#### REQUIRED ACTION
Between the line containing "handed to a" and the line containing "pub fn sub_endpoint(mut" lies a run of lines; give that run again exactly, with both of those lines, and nothing else from the entries below.

#### GIVEN DATA

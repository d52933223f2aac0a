//! # Requests
//!
//! Per-call options ([`RequestOptions`]) accepted by every
//! [`ResourceClient`](crate::ResourceClient) operation, and the fully resolved
//! [`HttpRequest`] handed to a [`Transport`](crate::Transport).
//!
//! Anything logged about a request goes through [`redact_path`] first.

use crate::url::QueryParams;
use serde_json::Value;
use std::fmt;
use tokio_util::sync::CancellationToken;

/// Options accepted by every resource operation.
///
/// All fields are optional; `RequestOptions::default()` is a plain request
/// against the resource's base path.
#[derive(Debug, Clone, Default)]
pub struct RequestOptions {
    /// Appended verbatim after the resource base path (e.g. `/login`).
    pub sub_endpoint: Option<String>,
    /// Encoded into the query string, see [`QueryParams`].
    pub params: Option<QueryParams>,
    /// Attach the current session credential to this call.
    pub requires_auth: Option<bool>,
    /// Resolve the call early with [`ClientError::Cancelled`](crate::ClientError::Cancelled)
    /// once this token is cancelled.
    pub cancel: Option<CancellationToken>,
}

impl RequestOptions {
    pub fn new() -> Self {
        Self::default()
    }

    pub fn sub_endpoint(mut self, sub_endpoint: impl Into<String>) -> Self {
        self.sub_endpoint = Some(sub_endpoint.into());
        self
    }

    pub fn params(mut self, params: QueryParams) -> Self {
        self.params = Some(params);
        self
    }

    pub fn requires_auth(mut self, requires_auth: bool) -> Self {
        self.requires_auth = Some(requires_auth);
        self
    }

    pub fn cancel_with(mut self, token: CancellationToken) -> Self {
        self.cancel = Some(token);
        self
    }
}

/// The HTTP verbs the resource layer issues.
#[derive(Debug, Clone, Copy, PartialEq, Eq)]
pub enum HttpMethod {
    Get,
    Post,
    Patch,
    Put,
    Delete,
}

impl HttpMethod {
    pub fn as_str(&self) -> &'static str {
        match self {
            Self::Get => "GET",
            Self::Post => "POST",
            Self::Patch => "PATCH",
            Self::Put => "PUT",
            Self::Delete => "DELETE",
        }
    }
}

impl fmt::Display for HttpMethod {
    fn fmt(&self, f: &mut fmt::Formatter<'_>) -> fmt::Result {
        f.write_str(self.as_str())
    }
}

/// Route segments whose next segment carries a secret (`/users/token/{token}`).
const SECRET_SEGMENTS: &[&str] = &["token"];

/// Mask written in place of a secret path segment.
pub const REDACTED: &str = "***";

/// `path` with every segment that follows a secret segment name replaced by
/// [`REDACTED`]. The query string is kept as is. Use this for anything logged.
pub fn redact_path(path: &str) -> String {
    let (route, query) = match path.split_once('?') {
        Some((route, query)) => (route, Some(query)),
        None => (path, None),
    };

    let mut masked = Vec::new();
    let mut hide_next = false;
    for segment in route.split('/') {
        if hide_next && !segment.is_empty() {
            masked.push(REDACTED);
            hide_next = false;
        } else {
            masked.push(segment);
            hide_next = SECRET_SEGMENTS.contains(&segment);
        }
    }

    let mut redacted = masked.join("/");
    if let Some(query) = query {
        redacted.push('?');
        redacted.push_str(query);
    }
    redacted
}

/// A request ready for a transport: method, path (with query), headers and JSON body.
#[derive(Debug, Clone, PartialEq)]
pub struct HttpRequest {
    pub method: HttpMethod,
    pub path: String,
    pub headers: Vec<(String, String)>,
    pub body: Option<Value>,
}

impl HttpRequest {
    pub fn new(method: HttpMethod, path: impl Into<String>) -> Self {
        Self {
            method,
            path: path.into(),
            headers: Vec::new(),
            body: None,
        }
    }

    pub fn with_body(mut self, body: Value) -> Self {
        self.body = Some(body);
        self
    }

    pub fn with_header(mut self, name: impl Into<String>, value: impl Into<String>) -> Self {
        self.headers.push((name.into(), value.into()));
        self
    }

    /// Case-insensitive header lookup.
    pub fn header(&self, name: &str) -> Option<&str> {
        self.headers
            .iter()
            .find(|(key, _)| key.eq_ignore_ascii_case(name))
            .map(|(_, value)| value.as_str())
    }

    /// The path with secret segments masked, see [`redact_path`].
    pub fn redacted_path(&self) -> String {
        redact_path(&self.path)
    }

    /// The path without its query string.
    pub fn route(&self) -> &str {
        self.path.split_once('?').map_or(self.path.as_str(), |(route, _)| route)
    }

    /// Decoded query parameters, in the order they appear on the path.
    pub fn query_pairs(&self) -> Vec<(String, String)> {
        self.path
            .split_once('?')
            .map(|(_, query)| {
                url::form_urlencoded::parse(query.as_bytes())
                    .into_owned()
                    .collect()
            })
            .unwrap_or_default()
    }

    pub fn query_param(&self, key: &str) -> Option<String> {
        self.query_pairs()
            .into_iter()
            .find(|(k, _)| k == key)
            .map(|(_, v)| v)
    }
}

#### EXERCISE SOLUTION
//! [`HttpRequest`] handed to a [`Transport`](crate::Transport).
//!
//! Anything logged about a request goes through [`redact_path`] first.

use crate::url::QueryParams;
use serde_json::Value;
use std::fmt;
use tokio_util::sync::CancellationToken;

/// Options accepted by every resource operation.
///
/// All fields are optional; `RequestOptions::default()` is a plain request
/// against the resource's base path.
#[derive(Debug, Clone, Default)]
pub struct RequestOptions {
    /// Appended verbatim after the resource base path (e.g. `/login`).
    pub sub_endpoint: Option<String>,
    /// Encoded into the query string, see [`QueryParams`].
    pub params: Option<QueryParams>,
    /// Attach the current session credential to this call.
    pub requires_auth: Option<bool>,
    /// Resolve the call early with [`ClientError::Cancelled`](crate::ClientError::Cancelled)
    /// once this token is cancelled.
    pub cancel: Option<CancellationToken>,
}

impl RequestOptions {
    pub fn new() -> Self {
        Self::default()
    }

    pub fn sub_endpoint(mut self, sub_endpoint: impl Into<String>) -> Self {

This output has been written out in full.